Reputations can be enhanced or endangered on such occasions. Six months ago, Fabio da Silva was a Champions League finalist. Here, tormented by Zaha, booked for illegally exacting revenge and then limping off, the Brazilian failed his trial by teenager.

Yet youth was briefly United's salvation. Three minutes after Ambrose scored, Federico Macheda won and converted a penalty. Having acquired the momentum, United casually let it slip, playing with a damning lack of purpose.

In contast, there was a focus to Palace. "I thought every single player stuck to our gameplan," said Freedman. "They should be proud of themselves. I thought they stuck together. I felt in the last 15-20 minutes of extra time that desire shone through in the end."

Darren Ambrose celebrates his stunning goal
GettyImagesDarren Ambrose scored a stunning goal before setting up Crystal Palace's winner

It may be all the greater as such occasions do not come along often in a career and Murray, formerly of Stockport, Carlisle, Rochdale and Brighton, seized his chance to send Palace into a semi-final double-header with Cardiff. A Championship side will be in the Wembley final, a draw that rendered United's failings all the more galling.

"A very disappointing night," concluded Ferguson. The expression on his face suggested it was worth that that. This was a day when he loathed the Carling Cup.

MAN OF THE MATCH: Darren Ambrose. In a side of Palace heroes, Ambrose gets this vote for his incision. His goal was one of the greats by a visitor at Old Trafford. "A wonderful strike by Darren," said Freedman. "He's been doing it through his career."

MANCHESTER UNITED VERDICT: All in all, it was probably their worst day since Leeds won at Old Trafford in the FA Cup in January 2010. As Ferguson accepted, they did not even test Palace goalkeeper Price in the first half and, when Antonio Valencia then broke clear, he missed the target. Only Morrison, who twice came close, actually looked like scoring in open play and, of the starting 11, perhaps only Chris Smalling turned in a decent display. Macheda was strangely deployed on the left wing for the first half, before faring better as a striker but the majority dented their chances of featuring in their near future, and not merely because some played 120 minutes three days before the trip to Aston Villa.

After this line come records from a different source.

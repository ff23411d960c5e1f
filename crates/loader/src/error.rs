use thiserror::Error;

/// Result type for loader operations
pub type Result<T> = std::result::Result<T, LoaderError>;

/// Errors that abort a load. Problems confined to a single row never surface
/// here; they are counted in the diagnostics instead.
#[derive(Error, Debug)]
pub enum LoaderError {
    /// One or more mapped columns are absent from the header row
    #[error("Missing required column(s): {}", .0.join(", "))]
    MissingColumns(Vec<String>),

    /// The input has no header row at all
    #[error("Input has no header row")]
    MissingHeader,

    /// Invalid schema mapping
    #[error("Invalid schema mapping: {0}")]
    InvalidSchema(String),

    /// IO error occurred
    #[error("IO error: {0}")]
    IoError(#[from] std::io::Error),

    /// CSV reader error that is not attributable to a single record
    #[error("CSV error: {0}")]
    CsvError(#[from] csv::Error),
}

impl LoaderError {
    /// Create an invalid schema error
    pub fn invalid_schema(msg: impl Into<String>) -> Self {
        Self::InvalidSchema(msg.into())
    }
}
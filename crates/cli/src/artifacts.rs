use crate::pipeline::{PipelineOutput, RunReport};
use crate::report::render_run_report;
use anyhow::{Context, Result};
use attribution_protocol::{serialize_json_pretty, OpportunityRow};
use serde::Serialize;
use std::fs;
use std::path::{Path, PathBuf};

pub const CLUSTERS_CSV: &str = "clusters.csv";
pub const MEMBERSHIP_CSV: &str = "membership.csv";
pub const OPPORTUNITIES_CSV: &str = "opportunities.csv";
pub const REGIONS_CSV: &str = "regions.csv";
pub const EXCLUSIONS_CSV: &str = "exclusions.csv";
pub const BLUEPRINTS_JSON: &str = "blueprints.json";
pub const RUN_REPORT_JSON: &str = "run_report.json";
pub const REPORT_MD: &str = "report.md";

/// Write every artifact of a finished run into `out_dir`.
///
/// Nothing is recomputed here; each file is a projection of `output`.
pub fn write_artifacts(
    out_dir: &Path,
    output: &PipelineOutput,
    report: &RunReport,
) -> Result<Vec<PathBuf>> {
    fs::create_dir_all(out_dir)
        .with_context(|| format!("Failed to create output dir {}", out_dir.display()))?;
    let mut written = Vec::new();

    let clusters = &output.aggregation.clusters;
    written.push(write_csv(
        out_dir,
        CLUSTERS_CSV,
        clusters.iter().map(|c| c.summary_row()),
    )?);
    written.push(write_csv(
        out_dir,
        MEMBERSHIP_CSV,
        clusters.iter().flat_map(|c| c.membership_rows()),
    )?);
    written.push(write_csv(
        out_dir,
        OPPORTUNITIES_CSV,
        output.blueprints.iter().map(OpportunityRow::from),
    )?);
    written.push(write_csv(
        out_dir,
        REGIONS_CSV,
        output.aggregation.regions.iter().map(|r| r.row()),
    )?);
    written.push(write_csv(
        out_dir,
        EXCLUSIONS_CSV,
        output.exclusions.iter(),
    )?);

    written.push(write_text(
        out_dir,
        BLUEPRINTS_JSON,
        &serialize_json_pretty(&output.blueprint_document())?,
    )?);
    written.push(write_text(
        out_dir,
        RUN_REPORT_JSON,
        &serde_json::to_string_pretty(report)?,
    )?);
    written.push(write_text(out_dir, REPORT_MD, &render_run_report(report, output))?);

    log::info!("Wrote {} artifacts to {}", written.len(), out_dir.display());
    Ok(written)
}

/// Header row is written even when there are no records
fn write_csv<T, I>(out_dir: &Path, name: &str, rows: I) -> Result<PathBuf>
where
    T: Serialize,
    I: IntoIterator<Item = T>,
{
    let path = out_dir.join(name);
    let mut rows = rows.into_iter().peekable();
    let mut writer = csv::WriterBuilder::new()
        .has_headers(true)
        .from_path(&path)
        .with_context(|| format!("Failed to create {}", path.display()))?;

    if rows.peek().is_none() {
        if let Some(header) = empty_header(name) {
            writer.write_record(header)?;
        }
    }
    for row in rows {
        writer
            .serialize(row)
            .with_context(|| format!("Failed to write {}", path.display()))?;
    }
    writer.flush()?;
    Ok(path)
}

/// Column names, used only when a table has no rows
fn empty_header(name: &str) -> Option<&'static [&'static str]> {
    match name {
        CLUSTERS_CSV => Some(&[
            "cluster_id",
            "label_keyword",
            "label_angle",
            "slug_count",
            "keyword_count",
            "clicks",
            "searches",
            "revenue",
            "rpc",
            "rps",
            "excluded",
        ]),
        MEMBERSHIP_CSV => Some(&["cluster_id", "slug"]),
        EXCLUSIONS_CSV => Some(&["cluster_id", "phrase", "field", "value"]),
        REGIONS_CSV => Some(&["cluster_id", "region", "revenue", "clicks", "searches"]),
        OPPORTUNITIES_CSV => Some(&[
            "rank",
            "cluster_id",
            "label_keyword",
            "label_angle",
            "slug_count",
            "revenue",
            "clicks",
            "searches",
            "rpc",
            "rps",
            "predicted_delta_cm",
            "recommended_budget",
            "canary_budget",
            "target_cpa",
            "kill_threshold_cpa",
            "freeze_window_days",
            "lane_mix",
            "canary_lanes",
        ]),
        _ => None,
    }
}

fn write_text(out_dir: &Path, name: &str, text: &str) -> Result<PathBuf> {
    let path = out_dir.join(name);
    fs::write(&path, text).with_context(|| format!("Failed to write {}", path.display()))?;
    Ok(path)
}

CRYSTAL PALACE VERDICT: "There was no tactical genius," said a modest Freedman, but his players were evidently as organised as they were motivated. They showed a fine blend of individual ability and great teamwork and thoroughly deserved the result. The downside was that a team who face a game on Friday night lost the left-sided pair of Sean Scannell and Dean Moxey to injuries. Hopefully both will be fit to face Cardiff in the semi-finals; it would be harsh if any of this side were to miss out.